BEGIN Task input

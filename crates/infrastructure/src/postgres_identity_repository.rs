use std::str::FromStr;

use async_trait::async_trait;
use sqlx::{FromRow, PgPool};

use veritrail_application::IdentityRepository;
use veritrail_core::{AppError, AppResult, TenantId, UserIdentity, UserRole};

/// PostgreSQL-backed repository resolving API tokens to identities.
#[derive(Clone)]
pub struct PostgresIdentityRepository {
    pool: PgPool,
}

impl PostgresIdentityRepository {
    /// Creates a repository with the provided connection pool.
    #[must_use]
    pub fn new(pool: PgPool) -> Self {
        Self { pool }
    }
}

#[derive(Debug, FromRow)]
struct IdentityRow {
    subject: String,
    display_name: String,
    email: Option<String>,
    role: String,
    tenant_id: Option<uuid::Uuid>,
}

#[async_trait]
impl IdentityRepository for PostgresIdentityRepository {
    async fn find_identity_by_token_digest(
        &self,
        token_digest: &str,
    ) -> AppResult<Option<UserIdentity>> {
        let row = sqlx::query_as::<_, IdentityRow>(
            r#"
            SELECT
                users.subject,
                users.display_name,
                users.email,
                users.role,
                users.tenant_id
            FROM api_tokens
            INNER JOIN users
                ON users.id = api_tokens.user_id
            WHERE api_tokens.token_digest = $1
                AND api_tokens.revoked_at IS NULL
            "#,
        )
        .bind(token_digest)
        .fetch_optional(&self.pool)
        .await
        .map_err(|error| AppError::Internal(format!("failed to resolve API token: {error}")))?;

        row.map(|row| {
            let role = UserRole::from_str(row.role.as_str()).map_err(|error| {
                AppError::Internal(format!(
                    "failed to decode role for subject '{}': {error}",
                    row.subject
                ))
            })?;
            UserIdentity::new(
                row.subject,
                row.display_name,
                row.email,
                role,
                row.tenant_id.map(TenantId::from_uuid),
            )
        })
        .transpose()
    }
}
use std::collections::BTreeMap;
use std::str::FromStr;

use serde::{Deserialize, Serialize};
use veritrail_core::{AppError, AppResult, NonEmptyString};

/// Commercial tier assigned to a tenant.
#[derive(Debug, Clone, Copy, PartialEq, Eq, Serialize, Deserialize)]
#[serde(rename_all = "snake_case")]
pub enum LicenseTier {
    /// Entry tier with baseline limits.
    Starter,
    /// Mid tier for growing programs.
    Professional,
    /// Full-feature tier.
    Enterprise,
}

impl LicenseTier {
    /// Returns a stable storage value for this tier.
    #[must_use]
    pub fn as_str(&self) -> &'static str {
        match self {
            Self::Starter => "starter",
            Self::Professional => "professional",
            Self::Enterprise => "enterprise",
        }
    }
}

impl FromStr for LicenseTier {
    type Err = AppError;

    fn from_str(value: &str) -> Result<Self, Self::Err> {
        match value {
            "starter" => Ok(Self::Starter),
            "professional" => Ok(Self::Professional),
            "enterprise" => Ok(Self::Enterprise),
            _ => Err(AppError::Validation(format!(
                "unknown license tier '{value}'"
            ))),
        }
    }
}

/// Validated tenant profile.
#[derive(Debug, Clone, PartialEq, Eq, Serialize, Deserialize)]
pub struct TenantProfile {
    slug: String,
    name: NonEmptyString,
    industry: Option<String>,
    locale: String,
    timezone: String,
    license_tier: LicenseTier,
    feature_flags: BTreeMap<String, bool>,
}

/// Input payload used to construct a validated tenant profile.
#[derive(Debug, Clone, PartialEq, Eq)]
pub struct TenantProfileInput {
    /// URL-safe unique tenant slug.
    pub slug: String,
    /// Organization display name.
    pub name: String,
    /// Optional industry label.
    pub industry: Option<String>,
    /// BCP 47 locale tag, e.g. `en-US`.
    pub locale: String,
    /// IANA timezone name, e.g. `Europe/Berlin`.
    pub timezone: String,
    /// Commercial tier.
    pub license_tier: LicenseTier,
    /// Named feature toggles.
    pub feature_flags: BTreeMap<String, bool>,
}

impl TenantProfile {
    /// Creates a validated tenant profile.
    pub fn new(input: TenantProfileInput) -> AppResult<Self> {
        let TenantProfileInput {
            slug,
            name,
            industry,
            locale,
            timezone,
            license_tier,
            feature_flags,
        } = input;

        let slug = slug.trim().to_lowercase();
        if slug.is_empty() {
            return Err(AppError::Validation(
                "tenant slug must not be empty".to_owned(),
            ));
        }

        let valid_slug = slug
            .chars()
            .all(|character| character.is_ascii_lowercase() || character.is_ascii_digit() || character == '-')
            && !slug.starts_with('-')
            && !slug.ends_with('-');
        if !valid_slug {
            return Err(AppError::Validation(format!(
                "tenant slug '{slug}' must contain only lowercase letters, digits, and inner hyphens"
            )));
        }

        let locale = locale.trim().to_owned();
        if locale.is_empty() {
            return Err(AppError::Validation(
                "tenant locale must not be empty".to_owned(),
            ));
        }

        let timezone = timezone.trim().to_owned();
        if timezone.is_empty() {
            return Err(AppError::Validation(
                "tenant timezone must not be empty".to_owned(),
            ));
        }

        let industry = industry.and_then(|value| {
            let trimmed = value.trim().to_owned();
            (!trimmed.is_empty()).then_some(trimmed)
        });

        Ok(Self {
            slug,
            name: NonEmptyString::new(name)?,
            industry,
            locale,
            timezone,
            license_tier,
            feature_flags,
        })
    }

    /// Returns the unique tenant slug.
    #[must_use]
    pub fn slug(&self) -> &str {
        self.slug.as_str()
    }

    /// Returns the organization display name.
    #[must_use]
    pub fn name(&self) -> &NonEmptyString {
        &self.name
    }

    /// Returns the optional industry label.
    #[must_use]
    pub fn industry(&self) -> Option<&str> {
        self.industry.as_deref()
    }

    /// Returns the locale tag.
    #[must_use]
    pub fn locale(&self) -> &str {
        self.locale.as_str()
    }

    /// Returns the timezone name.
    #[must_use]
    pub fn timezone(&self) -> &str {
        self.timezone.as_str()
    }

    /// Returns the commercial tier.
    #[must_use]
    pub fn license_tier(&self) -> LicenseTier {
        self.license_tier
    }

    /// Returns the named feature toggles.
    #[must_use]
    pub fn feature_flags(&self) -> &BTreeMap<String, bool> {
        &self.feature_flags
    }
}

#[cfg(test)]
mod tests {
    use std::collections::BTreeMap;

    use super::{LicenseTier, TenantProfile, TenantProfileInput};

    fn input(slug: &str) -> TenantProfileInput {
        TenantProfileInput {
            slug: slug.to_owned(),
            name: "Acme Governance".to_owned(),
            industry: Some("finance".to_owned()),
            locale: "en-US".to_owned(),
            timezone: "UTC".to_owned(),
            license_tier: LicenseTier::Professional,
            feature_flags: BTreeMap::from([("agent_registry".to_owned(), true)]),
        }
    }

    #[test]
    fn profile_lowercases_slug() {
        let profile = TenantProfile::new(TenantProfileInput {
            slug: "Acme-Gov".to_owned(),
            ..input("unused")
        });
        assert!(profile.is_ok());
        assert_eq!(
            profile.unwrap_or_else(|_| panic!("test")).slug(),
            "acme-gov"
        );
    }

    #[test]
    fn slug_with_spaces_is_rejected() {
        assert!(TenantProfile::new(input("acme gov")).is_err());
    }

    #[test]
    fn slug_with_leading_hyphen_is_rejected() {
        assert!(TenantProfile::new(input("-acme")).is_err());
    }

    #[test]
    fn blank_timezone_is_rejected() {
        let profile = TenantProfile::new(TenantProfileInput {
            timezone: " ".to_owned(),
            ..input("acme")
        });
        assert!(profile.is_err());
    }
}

END Task input
BEGIN Task input

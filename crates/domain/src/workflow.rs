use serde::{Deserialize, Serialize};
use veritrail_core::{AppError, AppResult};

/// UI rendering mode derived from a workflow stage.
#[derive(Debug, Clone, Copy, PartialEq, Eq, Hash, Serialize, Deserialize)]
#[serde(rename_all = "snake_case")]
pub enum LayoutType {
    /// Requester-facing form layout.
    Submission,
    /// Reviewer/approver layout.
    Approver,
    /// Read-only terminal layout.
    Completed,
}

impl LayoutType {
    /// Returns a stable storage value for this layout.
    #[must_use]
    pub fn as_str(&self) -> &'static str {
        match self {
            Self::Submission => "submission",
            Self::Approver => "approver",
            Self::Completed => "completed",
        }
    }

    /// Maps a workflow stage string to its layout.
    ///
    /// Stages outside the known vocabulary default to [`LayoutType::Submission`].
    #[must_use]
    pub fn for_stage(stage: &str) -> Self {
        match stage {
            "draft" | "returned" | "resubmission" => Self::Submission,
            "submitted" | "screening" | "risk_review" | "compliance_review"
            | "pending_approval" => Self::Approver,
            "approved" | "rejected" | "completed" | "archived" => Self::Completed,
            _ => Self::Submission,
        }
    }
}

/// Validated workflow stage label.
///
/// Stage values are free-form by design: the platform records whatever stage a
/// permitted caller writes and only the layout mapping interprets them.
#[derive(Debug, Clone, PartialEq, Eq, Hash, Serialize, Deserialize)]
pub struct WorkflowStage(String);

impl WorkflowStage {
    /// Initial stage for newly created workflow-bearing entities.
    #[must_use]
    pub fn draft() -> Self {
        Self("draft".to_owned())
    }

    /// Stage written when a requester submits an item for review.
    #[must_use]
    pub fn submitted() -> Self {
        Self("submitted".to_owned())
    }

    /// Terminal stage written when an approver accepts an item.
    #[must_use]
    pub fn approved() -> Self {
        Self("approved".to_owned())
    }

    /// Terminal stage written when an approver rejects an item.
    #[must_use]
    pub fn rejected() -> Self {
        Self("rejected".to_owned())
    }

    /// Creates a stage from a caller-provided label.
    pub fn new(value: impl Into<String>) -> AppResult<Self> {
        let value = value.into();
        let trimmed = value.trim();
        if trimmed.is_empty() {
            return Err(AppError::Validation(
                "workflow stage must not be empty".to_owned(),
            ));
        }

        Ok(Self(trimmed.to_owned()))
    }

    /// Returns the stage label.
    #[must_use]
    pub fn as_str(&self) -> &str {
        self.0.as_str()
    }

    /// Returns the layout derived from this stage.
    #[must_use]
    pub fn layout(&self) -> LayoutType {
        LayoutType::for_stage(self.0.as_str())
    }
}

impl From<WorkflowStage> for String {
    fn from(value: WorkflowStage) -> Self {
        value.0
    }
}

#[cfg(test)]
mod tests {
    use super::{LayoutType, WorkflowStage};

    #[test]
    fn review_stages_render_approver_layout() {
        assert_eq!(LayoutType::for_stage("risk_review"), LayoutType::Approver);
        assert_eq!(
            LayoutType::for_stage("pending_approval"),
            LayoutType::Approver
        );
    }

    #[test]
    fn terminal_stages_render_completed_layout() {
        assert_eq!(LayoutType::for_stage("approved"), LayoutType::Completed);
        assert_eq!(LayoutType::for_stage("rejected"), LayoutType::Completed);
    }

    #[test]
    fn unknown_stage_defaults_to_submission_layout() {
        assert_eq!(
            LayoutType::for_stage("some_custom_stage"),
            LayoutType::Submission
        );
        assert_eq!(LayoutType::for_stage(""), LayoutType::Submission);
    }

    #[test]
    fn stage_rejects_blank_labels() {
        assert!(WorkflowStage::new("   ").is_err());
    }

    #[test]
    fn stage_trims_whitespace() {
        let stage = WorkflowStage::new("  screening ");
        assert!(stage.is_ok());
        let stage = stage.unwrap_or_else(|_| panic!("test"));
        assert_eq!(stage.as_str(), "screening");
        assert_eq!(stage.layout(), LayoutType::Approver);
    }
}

END Task input
BEGIN Task input

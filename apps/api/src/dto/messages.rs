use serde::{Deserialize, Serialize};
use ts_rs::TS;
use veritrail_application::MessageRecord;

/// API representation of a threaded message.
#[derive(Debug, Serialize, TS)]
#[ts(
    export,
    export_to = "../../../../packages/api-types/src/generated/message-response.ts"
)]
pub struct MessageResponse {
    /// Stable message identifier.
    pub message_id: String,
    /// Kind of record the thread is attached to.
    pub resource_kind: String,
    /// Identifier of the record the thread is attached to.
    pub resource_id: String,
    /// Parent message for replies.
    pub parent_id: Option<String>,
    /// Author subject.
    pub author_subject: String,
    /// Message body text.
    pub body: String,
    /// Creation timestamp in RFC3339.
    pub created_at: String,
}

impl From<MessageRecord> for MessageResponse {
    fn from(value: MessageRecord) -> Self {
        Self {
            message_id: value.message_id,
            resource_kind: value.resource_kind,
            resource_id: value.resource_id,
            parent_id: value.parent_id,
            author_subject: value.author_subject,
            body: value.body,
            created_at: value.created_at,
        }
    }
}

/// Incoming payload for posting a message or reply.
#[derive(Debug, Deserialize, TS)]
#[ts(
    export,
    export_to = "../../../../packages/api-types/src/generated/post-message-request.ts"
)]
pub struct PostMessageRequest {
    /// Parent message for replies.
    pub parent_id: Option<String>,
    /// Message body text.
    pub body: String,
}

END Task input

> [Exercise directions] In the listing above, find each line with the word "TenantProfileInput" and return it.

> [Answer section]
pub struct TenantProfileInput {
    pub fn new(input: TenantProfileInput) -> AppResult<Self> {
        let TenantProfileInput {
    use super::{LicenseTier, TenantProfile, TenantProfileInput};
    fn input(slug: &str) -> TenantProfileInput {
        TenantProfileInput {
        let profile = TenantProfile::new(TenantProfileInput {
        let profile = TenantProfile::new(TenantProfileInput {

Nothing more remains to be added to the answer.